**TASK STATEMENT:** From the top of the records below, return each line exactly, ending with the line that contains "use fm_domain::trace::TraceEvent;".

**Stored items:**
BEGIN

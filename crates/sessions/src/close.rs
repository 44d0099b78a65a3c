//! The close handshake.
//!
//! The initiating side closes in two phases when the session requires it:
//! the first call moves it to `CLOSING` and sends CLOSE, a later call made
//! while still `CLOSING` finalizes it.  The initiated side announces its
//! close once and never waits.

use std::sync::Arc;

use chrono::{DateTime, Utc};

use fm_domain::error::Result;
use fm_domain::trace::TraceEvent;

use crate::checkpoint::FlowCheckpoint;
use crate::manager::SessionLifecycleManager;
use crate::state::{SessionState, SessionStatus};

pub struct CloseOrchestrator {
    manager: Arc<SessionLifecycleManager>,
}

impl CloseOrchestrator {
    pub fn new(manager: Arc<SessionLifecycleManager>) -> Self {
        Self { manager }
    }

    /// Initiating sessions that still have to see the peer acknowledge
    /// their close.
    pub fn waiting_for_close_confirmation(
        &self,
        checkpoint: &FlowCheckpoint,
        session_ids: &[String],
    ) -> Result<Vec<String>> {
        let (initiating, _) = self.manager.partition_by_role(checkpoint, session_ids)?;
        Ok(initiating
            .into_iter()
            .filter(|s| !s.status.is_terminal() && s.require_close())
            .map(|s| s.session_id)
            .collect())
    }

    pub fn close_sessions(
        &self,
        checkpoint: &mut FlowCheckpoint,
        session_ids: &[String],
        now: DateTime<Utc>,
    ) -> Result<()> {
        let (initiating, initiated) = self.manager.partition_by_role(checkpoint, session_ids)?;

        // Initiated side: CLOSE goes out whatever the status.
        let initiated_ids: Vec<String> = initiated.iter().map(|s| s.session_id.clone()).collect();
        let mut updated = self.manager.send_close(checkpoint, &initiated_ids, now)?;
        for state in &mut updated {
            if !state.status.is_terminal() {
                state.transition_to(SessionStatus::Closed)?;
            }
        }
        let initiated_closed = updated.len();

        let live: Vec<SessionState> = initiating
            .into_iter()
            .filter(|s| !s.status.is_terminal())
            .collect();
        let skipped = session_ids.len() - initiated_closed - live.len();
        let (handshake, one_shot): (Vec<_>, Vec<_>) =
            live.into_iter().partition(|s| s.require_close());

        let mut closed = 0;
        let mut to_announce = Vec::new();
        for mut state in handshake {
            if state.status == SessionStatus::Closing {
                state.transition_to(SessionStatus::Closed)?;
                updated.push(state);
                closed += 1;
            } else {
                to_announce.push(state.session_id);
            }
        }

        // Sent from the stored CREATED/CONFIRMED state so a deferred INIT
        // still precedes the CLOSE.
        let mut announced = self.manager.send_close(checkpoint, &to_announce, now)?;
        for state in &mut announced {
            state.transition_to(SessionStatus::Closing)?;
        }
        let closing = announced.len();
        updated.extend(announced);

        for mut state in one_shot {
            state.transition_to(SessionStatus::Closed)?;
            updated.push(state);
            closed += 1;
        }

        tracing::debug!(
            flow_id = %checkpoint.flow_id,
            initiated_closed,
            closing,
            closed,
            skipped,
            "close handshake step"
        );
        TraceEvent::CloseHandshake {
            initiated_closed,
            closing,
            closed,
            skipped,
        }
        .emit();

        checkpoint.put_session_states(updated);
        Ok(())
    }
}

#[cfg(test)]
mod tests {
    use super::*;
    use chrono::TimeZone;
    use fm_domain::config::{ChannelConfig, SessionsConfig};
    use fm_protocol::{
        ContextProperties, HoldingIdentity, PROTOCOL_PROPERTY, PROTOCOL_VERSIONS_PROPERTY,
        REQUIRE_CLOSE_PROPERTY,
    };

    use crate::channel::OrderedChannel;
    use crate::state::SessionRole;

    fn t0() -> DateTime<Utc> {
        Utc.with_ymd_and_hms(2026, 3, 1, 10, 0, 0).unwrap()
    }

    fn bob() -> HoldingIdentity {
        HoldingIdentity::new("O=Bob, L=Paris, C=FR", "g")
    }

    fn orchestrator() -> CloseOrchestrator {
        CloseOrchestrator::new(Arc::new(SessionLifecycleManager::new(
            Arc::new(OrderedChannel::new(ChannelConfig::default())),
            &SessionsConfig::default(),
        )))
    }

    /// A session with one message already sent so no deferred INIT is due.
    fn session(
        id: &str,
        role: SessionRole,
        status: SessionStatus,
        require_close: bool,
    ) -> SessionState {
        let mut state = SessionState::new(
            id,
            role,
            bob(),
            require_close,
            ContextProperties::new(),
            t0(),
        );
        state.status = status;
        state.sent.last_sequence_num = 1;
        state
    }

    fn checkpoint(states: Vec<SessionState>) -> FlowCheckpoint {
        let mut cp = FlowCheckpoint::new(
            "flow-1",
            HoldingIdentity::new("O=Alice, L=London, C=GB", "g"),
            vec![],
        );
        cp.put_session_states(states);
        cp
    }

    fn ids(ids: &[&str]) -> Vec<String> {
        ids.iter().map(|s| s.to_string()).collect()
    }

    fn closes_sent(cp: &FlowCheckpoint, id: &str) -> usize {
        cp.get_session_state(id)
            .unwrap()
            .sent
            .undelivered
            .iter()
            .filter(|e| e.payload.kind() == "CLOSE")
            .count()
    }

    #[test]
    fn closing_closed_session_is_a_no_op() {
        let orch = orchestrator();
        let mut cp = checkpoint(vec![session(
            "s1",
            SessionRole::Initiating,
            SessionStatus::Closed,
            true,
        )]);
        orch.close_sessions(&mut cp, &ids(&["s1"]), t0()).unwrap();
        assert_eq!(cp.get_session_state("s1").unwrap().status, SessionStatus::Closed);
        assert_eq!(closes_sent(&cp, "s1"), 0);
    }

    #[test]
    fn no_require_close_skips_handshake() {
        let orch = orchestrator();
        let mut cp = checkpoint(vec![session(
            "s1",
            SessionRole::Initiating,
            SessionStatus::Created,
            false,
        )]);
        orch.close_sessions(&mut cp, &ids(&["s1"]), t0()).unwrap();
        assert_eq!(cp.get_session_state("s1").unwrap().status, SessionStatus::Closed);
        assert_eq!(closes_sent(&cp, "s1"), 0);
    }

    #[test]
    fn two_phase_handshake() {
        let orch = orchestrator();
        let mut cp = checkpoint(vec![session(
            "s1",
            SessionRole::Initiating,
            SessionStatus::Created,
            true,
        )]);

        orch.close_sessions(&mut cp, &ids(&["s1"]), t0()).unwrap();
        assert_eq!(cp.get_session_state("s1").unwrap().status, SessionStatus::Closing);
        assert_eq!(closes_sent(&cp, "s1"), 1);
        assert_eq!(orch.waiting_for_close_confirmation(&cp, &ids(&["s1"])).unwrap(), ids(&["s1"]));

        orch.close_sessions(&mut cp, &ids(&["s1"]), t0()).unwrap();
        assert_eq!(cp.get_session_state("s1").unwrap().status, SessionStatus::Closed);
        assert_eq!(closes_sent(&cp, "s1"), 1);
        assert!(orch.waiting_for_close_confirmation(&cp, &ids(&["s1"])).unwrap().is_empty());
    }

    #[test]
    fn initiated_side_always_announces() {
        let orch = orchestrator();
        let mut cp = checkpoint(vec![
            session("a-INITIATED", SessionRole::Initiated, SessionStatus::Confirmed, true),
            session("b-INITIATED", SessionRole::Initiated, SessionStatus::Confirmed, false),
            session("c-INITIATED", SessionRole::Initiated, SessionStatus::Error, true),
        ]);
        orch.close_sessions(&mut cp, &ids(&["a-INITIATED", "b-INITIATED", "c-INITIATED"]), t0())
            .unwrap();

        for id in ["a-INITIATED", "b-INITIATED", "c-INITIATED"] {
            assert_eq!(closes_sent(&cp, id), 1, "{id}");
        }
        assert_eq!(cp.get_session_state("a-INITIATED").unwrap().status, SessionStatus::Closed);
        assert_eq!(cp.get_session_state("b-INITIATED").unwrap().status, SessionStatus::Closed);
        assert_eq!(cp.get_session_state("c-INITIATED").unwrap().status, SessionStatus::Error);
    }

    #[test]
    fn waiting_set_excludes_initiated_terminal_and_one_shot() {
        let orch = orchestrator();
        let cp = checkpoint(vec![
            session("open", SessionRole::Initiating, SessionStatus::Confirmed, true),
            session("failed", SessionRole::Initiating, SessionStatus::Error, true),
            session("oneshot", SessionRole::Initiating, SessionStatus::Confirmed, false),
            session("x-INITIATED", SessionRole::Initiated, SessionStatus::Confirmed, true),
        ]);
        let all = ids(&["open", "failed", "oneshot", "x-INITIATED"]);
        let waiting = orch.waiting_for_close_confirmation(&cp, &all).unwrap();
        assert_eq!(waiting, ids(&["open"]));
    }

    #[test]
    fn deferred_init_precedes_the_close() {
        let orch = orchestrator();
        let mut properties = ContextProperties::new();
        properties.insert(PROTOCOL_PROPERTY.into(), "chat".into());
        properties.insert(PROTOCOL_VERSIONS_PROPERTY.into(), "[1,2]".into());
        properties.insert(REQUIRE_CLOSE_PROPERTY.into(), "true".into());
        let unopened =
            SessionState::new("s1", SessionRole::Initiating, bob(), true, properties, t0());
        let mut cp = checkpoint(vec![unopened]);

        orch.close_sessions(&mut cp, &ids(&["s1"]), t0()).unwrap();

        let state = cp.get_session_state("s1").unwrap();
        assert_eq!(state.status, SessionStatus::Closing);
        let sent: Vec<_> = state
            .sent
            .undelivered
            .iter()
            .map(|e| (e.payload.kind(), e.sequence_num))
            .collect();
        assert_eq!(sent, vec![("INIT", Some(1)), ("CLOSE", Some(2))]);
    }

    #[test]
    fn close_on_unknown_session_is_fatal() {
        let orch = orchestrator();
        let mut cp = checkpoint(vec![]);
        assert!(orch.close_sessions(&mut cp, &ids(&["ghost"]), t0()).is_err());
    }
}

END

**ANSWER FOR THIS EXERCISE:**
filename crates/sessions/src/close.rs
repository 44d0099b78a65a3c
//! The close handshake.
//!
//! The initiating side closes in two phases when the session requires it:
//! the first call moves it to `CLOSING` and sends CLOSE, a later call made
//! while still `CLOSING` finalizes it.  The initiated side announces its
//! close once and never waits.

use std::sync::Arc;

use chrono::{DateTime, Utc};

use fm_domain::error::Result;
use fm_domain::trace::TraceEvent;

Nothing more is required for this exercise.